• BRIEF:
Whenever a line in this data holds the word "usize", report that line in full.

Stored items

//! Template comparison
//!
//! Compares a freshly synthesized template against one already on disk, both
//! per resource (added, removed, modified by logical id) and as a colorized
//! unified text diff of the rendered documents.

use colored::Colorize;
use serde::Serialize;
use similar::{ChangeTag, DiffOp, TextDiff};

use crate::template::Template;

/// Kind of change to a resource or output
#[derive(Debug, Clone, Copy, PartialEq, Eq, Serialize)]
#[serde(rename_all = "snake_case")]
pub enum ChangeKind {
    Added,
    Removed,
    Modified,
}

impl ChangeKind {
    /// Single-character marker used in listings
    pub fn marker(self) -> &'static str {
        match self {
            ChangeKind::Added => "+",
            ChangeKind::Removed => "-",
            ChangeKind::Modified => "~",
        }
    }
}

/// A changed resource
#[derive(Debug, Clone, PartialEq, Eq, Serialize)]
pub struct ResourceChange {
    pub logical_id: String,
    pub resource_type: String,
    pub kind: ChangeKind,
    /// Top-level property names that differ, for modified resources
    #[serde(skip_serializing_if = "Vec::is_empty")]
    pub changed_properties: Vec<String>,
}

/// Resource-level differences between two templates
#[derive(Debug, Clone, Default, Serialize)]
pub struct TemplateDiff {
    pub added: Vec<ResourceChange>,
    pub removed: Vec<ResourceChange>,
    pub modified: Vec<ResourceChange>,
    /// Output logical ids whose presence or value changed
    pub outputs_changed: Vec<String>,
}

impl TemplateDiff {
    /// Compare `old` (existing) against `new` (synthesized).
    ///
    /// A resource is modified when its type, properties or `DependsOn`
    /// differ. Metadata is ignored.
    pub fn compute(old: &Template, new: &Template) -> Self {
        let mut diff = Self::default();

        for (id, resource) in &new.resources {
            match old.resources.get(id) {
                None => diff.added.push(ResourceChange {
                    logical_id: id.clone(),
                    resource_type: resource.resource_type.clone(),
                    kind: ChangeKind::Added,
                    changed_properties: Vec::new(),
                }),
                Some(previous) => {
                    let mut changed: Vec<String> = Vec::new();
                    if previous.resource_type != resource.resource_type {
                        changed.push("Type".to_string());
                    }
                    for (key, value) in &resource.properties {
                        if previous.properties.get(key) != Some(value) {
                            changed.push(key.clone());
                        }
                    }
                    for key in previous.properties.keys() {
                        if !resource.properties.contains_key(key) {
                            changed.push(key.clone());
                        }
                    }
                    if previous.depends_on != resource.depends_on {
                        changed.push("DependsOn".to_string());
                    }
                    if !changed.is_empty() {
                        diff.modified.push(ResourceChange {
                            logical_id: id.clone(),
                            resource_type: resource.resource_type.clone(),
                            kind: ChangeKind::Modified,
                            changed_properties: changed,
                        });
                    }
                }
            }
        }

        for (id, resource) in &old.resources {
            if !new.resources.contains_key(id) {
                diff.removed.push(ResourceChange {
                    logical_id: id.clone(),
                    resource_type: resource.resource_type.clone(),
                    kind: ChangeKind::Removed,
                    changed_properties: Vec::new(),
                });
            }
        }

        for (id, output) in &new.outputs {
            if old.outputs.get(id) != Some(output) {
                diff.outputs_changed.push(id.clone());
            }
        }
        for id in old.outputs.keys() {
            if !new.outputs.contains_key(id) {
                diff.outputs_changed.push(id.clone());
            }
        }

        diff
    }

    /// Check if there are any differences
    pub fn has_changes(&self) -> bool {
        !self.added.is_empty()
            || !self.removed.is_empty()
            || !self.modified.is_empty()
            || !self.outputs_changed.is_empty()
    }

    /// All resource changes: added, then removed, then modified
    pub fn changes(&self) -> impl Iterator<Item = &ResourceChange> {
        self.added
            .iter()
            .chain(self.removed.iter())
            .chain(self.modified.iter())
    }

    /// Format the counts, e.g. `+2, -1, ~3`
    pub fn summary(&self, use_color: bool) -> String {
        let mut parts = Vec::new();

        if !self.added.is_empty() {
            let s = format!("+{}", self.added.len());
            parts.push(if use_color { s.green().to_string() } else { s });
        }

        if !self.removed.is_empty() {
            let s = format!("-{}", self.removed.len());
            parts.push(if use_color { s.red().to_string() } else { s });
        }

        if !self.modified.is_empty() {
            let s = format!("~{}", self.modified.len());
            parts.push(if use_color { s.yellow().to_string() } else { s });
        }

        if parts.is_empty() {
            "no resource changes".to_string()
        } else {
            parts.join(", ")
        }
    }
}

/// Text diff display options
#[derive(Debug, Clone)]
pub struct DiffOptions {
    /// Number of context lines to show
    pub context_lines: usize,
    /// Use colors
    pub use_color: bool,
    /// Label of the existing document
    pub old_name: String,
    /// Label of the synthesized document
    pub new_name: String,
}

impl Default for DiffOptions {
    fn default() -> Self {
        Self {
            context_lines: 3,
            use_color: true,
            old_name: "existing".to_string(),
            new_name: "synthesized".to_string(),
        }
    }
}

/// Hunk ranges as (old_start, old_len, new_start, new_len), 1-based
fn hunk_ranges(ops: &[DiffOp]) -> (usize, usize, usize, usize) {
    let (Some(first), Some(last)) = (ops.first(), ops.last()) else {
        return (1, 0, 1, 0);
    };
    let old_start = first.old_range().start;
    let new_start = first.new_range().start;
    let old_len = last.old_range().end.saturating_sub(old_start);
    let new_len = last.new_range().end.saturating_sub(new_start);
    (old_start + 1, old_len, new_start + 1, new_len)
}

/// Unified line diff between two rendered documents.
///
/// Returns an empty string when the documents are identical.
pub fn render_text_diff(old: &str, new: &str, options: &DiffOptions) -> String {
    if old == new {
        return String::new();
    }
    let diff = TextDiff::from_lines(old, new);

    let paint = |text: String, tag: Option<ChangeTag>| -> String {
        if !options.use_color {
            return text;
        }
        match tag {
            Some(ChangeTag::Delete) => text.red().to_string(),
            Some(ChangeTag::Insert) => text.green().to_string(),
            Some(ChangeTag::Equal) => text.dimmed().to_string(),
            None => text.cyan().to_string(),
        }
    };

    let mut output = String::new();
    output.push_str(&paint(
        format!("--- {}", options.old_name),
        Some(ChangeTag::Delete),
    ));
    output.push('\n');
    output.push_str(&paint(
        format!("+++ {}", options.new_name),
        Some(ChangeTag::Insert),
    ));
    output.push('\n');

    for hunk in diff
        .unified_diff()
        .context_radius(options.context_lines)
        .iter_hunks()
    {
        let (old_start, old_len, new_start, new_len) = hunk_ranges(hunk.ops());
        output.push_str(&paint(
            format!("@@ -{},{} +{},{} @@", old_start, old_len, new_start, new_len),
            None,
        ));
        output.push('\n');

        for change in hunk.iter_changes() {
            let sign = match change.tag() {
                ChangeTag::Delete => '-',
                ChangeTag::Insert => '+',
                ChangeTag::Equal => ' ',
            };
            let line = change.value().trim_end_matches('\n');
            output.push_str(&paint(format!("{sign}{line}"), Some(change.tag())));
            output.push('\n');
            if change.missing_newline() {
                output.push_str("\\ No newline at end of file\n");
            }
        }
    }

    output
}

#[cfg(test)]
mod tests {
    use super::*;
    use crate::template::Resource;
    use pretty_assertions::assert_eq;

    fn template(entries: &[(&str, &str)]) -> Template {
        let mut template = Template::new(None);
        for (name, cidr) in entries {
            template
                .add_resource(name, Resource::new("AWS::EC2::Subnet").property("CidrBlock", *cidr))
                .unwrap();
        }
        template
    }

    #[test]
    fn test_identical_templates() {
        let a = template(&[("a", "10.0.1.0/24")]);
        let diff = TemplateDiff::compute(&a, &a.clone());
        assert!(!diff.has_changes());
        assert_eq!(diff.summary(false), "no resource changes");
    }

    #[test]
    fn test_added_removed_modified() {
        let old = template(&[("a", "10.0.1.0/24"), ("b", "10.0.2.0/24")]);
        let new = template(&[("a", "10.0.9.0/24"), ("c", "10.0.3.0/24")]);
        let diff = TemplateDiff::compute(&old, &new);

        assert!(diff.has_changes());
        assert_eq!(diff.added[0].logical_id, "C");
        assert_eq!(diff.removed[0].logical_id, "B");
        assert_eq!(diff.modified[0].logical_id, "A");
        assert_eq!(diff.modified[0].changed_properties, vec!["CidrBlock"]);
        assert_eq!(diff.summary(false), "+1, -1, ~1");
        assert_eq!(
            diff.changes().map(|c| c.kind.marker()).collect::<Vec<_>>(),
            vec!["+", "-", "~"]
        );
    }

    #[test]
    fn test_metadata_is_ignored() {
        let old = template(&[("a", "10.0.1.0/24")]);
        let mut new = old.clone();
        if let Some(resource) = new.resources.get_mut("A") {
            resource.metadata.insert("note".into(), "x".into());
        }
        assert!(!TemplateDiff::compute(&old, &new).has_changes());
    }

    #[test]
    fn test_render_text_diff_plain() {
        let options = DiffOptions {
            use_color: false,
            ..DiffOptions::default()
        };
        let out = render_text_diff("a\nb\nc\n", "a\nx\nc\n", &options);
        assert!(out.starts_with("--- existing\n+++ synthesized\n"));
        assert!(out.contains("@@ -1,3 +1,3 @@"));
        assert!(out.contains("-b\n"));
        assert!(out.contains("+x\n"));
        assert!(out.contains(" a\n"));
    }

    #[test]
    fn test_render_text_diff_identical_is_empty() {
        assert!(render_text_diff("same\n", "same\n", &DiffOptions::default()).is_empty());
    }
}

• SOLUTION:
    pub context_lines: usize,
fn hunk_ranges(ops: &[DiffOp]) -> (usize, usize, usize, usize) {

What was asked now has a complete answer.